ー福田さんのように好奇心を原動力にするにはどうしたらいいのでしょうか。

好きなものや好きなことをもっと深ぼってみるのがいいのかもしれません。例えば、イベントが好きな人でも、その理由が「人が集まるところが好きだから」という人もいれば「新しいものが好きだから」という人もいます。一言でイベントが好きと言ってもその理由は様々なので、それを明確にすることができれば、そこから新たな「好き」に気づくことができるはずです。

「これ好きかも!」と思った瞬間や、好きなことに没頭している時に、「なんで好きなのか?」をぜひ自分に問いかけてみてください。その上で、好きなものを横展開してみるとさらに好きなものが増えていきます。例えば「新しいものが好き」と気づいたのなら様々な業界の新商品に触れてみてください。

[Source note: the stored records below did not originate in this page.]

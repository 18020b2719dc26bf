//! # Double-buffered snapshot channel.
//!
//! One producer fills the back slot off-line and swaps it into view; any
//! number of readers copy the front slot out.
//!
//! ```text
//!  producer ──► back (exclusive) ──swap──► front ──clone──► reader 1..N
//!                                    │
//!                              publish_count += 1
//! ```
//!
//! ## Rules
//! - Readers never see a half-written value: only whole swaps are visible.
//! - The swap moves `T` by value, so keep large payloads behind a `Box`/`Arc`.
//! - Publishes may coalesce; a slow reader only sees the latest one.
//! - Readers observe a non-decreasing publish history.

use std::sync::atomic::{AtomicU64, Ordering};
use std::sync::{Mutex, MutexGuard};

pub struct DoubleBufferChannel<T> {
    back: Mutex<T>,
    front: Mutex<T>,
    published: AtomicU64,
}

impl<T: Default> Default for DoubleBufferChannel<T> {
    fn default() -> Self {
        Self::new(T::default(), T::default())
    }
}

fn lock<T>(m: &Mutex<T>) -> MutexGuard<'_, T> {
    m.lock().unwrap_or_else(|p| p.into_inner())
}

impl<T> DoubleBufferChannel<T> {
    pub fn new(front: T, back: T) -> Self {
        Self {
            back: Mutex::new(back),
            front: Mutex::new(front),
            published: AtomicU64::new(0),
        }
    }

    /// Lets the producer fill the back slot in place, then publishes it.
    ///
    /// The back slot holds whatever was swapped out last time, so `fill`
    /// must overwrite every field it cares about.
    pub fn publish_with(&self, fill: impl FnOnce(&mut T)) {
        let mut back = lock(&self.back);
        fill(&mut back);
        let mut front = lock(&self.front);
        std::mem::swap(&mut *back, &mut *front);
        self.published.fetch_add(1, Ordering::Release);
    }

    pub fn publish(&self, value: T) {
        self.publish_with(|slot| *slot = value);
    }

    /// Number of completed publishes.
    pub fn publish_count(&self) -> u64 {
        self.published.load(Ordering::Acquire)
    }
}

impl<T: Clone> DoubleBufferChannel<T> {
    /// Copy of the most recently published value.
    pub fn read(&self) -> T {
        lock(&self.front).clone()
    }
}

#[cfg(test)]
mod tests {
    use super::*;
    use std::sync::Arc;

    #[derive(Clone, Default, Debug, PartialEq)]
    struct Sample {
        seq: u64,
        check: u64,
    }

    #[test]
    fn initial_front_is_visible_before_publish() {
        let ch = DoubleBufferChannel::new(5u32, 0);
        assert_eq!(ch.read(), 5);
        assert_eq!(ch.publish_count(), 0);
    }

    #[test]
    fn latest_publish_wins() {
        let ch = DoubleBufferChannel::<u64>::default();
        for v in 1..=10 {
            ch.publish(v);
        }
        assert_eq!(ch.read(), 10);
        assert_eq!(ch.publish_count(), 10);
    }

    #[test]
    fn publish_with_reuses_swapped_out_slot() {
        let ch = DoubleBufferChannel::new(Vec::<u8>::new(), Vec::new());
        ch.publish_with(|v| v.push(1));
        ch.publish_with(|v| {
            assert!(v.is_empty(), "back slot is the old front");
            v.push(2);
        });
        assert_eq!(ch.read(), vec![2]);
    }

    #[test]
    fn concurrent_readers_never_see_torn_or_older_values() {
        let ch = Arc::new(DoubleBufferChannel::<Sample>::default());
        let producer = {
            let ch = Arc::clone(&ch);
            std::thread::spawn(move || {
                for seq in 1..=20_000u64 {
                    ch.publish_with(|s| {
                        s.seq = seq;
                        s.check = seq.wrapping_mul(31);
                    });
                }
            })
        };

        let readers: Vec<_> = (0..2)
            .map(|_| {
                let ch = Arc::clone(&ch);
                std::thread::spawn(move || {
                    let mut last = 0;
                    for _ in 0..20_000 {
                        let s = ch.read();
                        assert_eq!(s.check, s.seq.wrapping_mul(31));
                        assert!(s.seq >= last);
                        last = s.seq;
                    }
                })
            })
            .collect();

        producer.join().unwrap();
        for r in readers {
            r.join().unwrap();
        }
        assert_eq!(ch.read().seq, 20_000);
    }
}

そこからまた新しい好きが見つかるかもしれません。

ー最後に福田さんからU-29世代へメッセージをお願いします。

会社員時代は仕事を選ぶことが難しく、与えられた仕事の中に楽しみを探してきていましたが、今は好きなことを仕事にさせていただいています。だからこそ、全力で楽しく取り組むこと、そして一緒に頑張ってくれている仲間を大切にしていきたいと思っています。

これからCreativepocketではメディア運営とガジェット開発の両軸でどんどん事業を拡大していきます。クリエイティブの力を活かした事業を行っていきたいと思っているので、もしCreativepocketのビジョンや事業内容に共感していただける方がいればお気軽にご連絡いただければと思います。新たな仲間にとっての1つの通過点にCreativepocketがなれるのを楽しみにしています!

長期的かつ個人的な目標としては、周囲の人が困っている時に助けられる人になりたいと思っています。あらゆる場面で助けられるようにスキルの幅を広げていきたいです。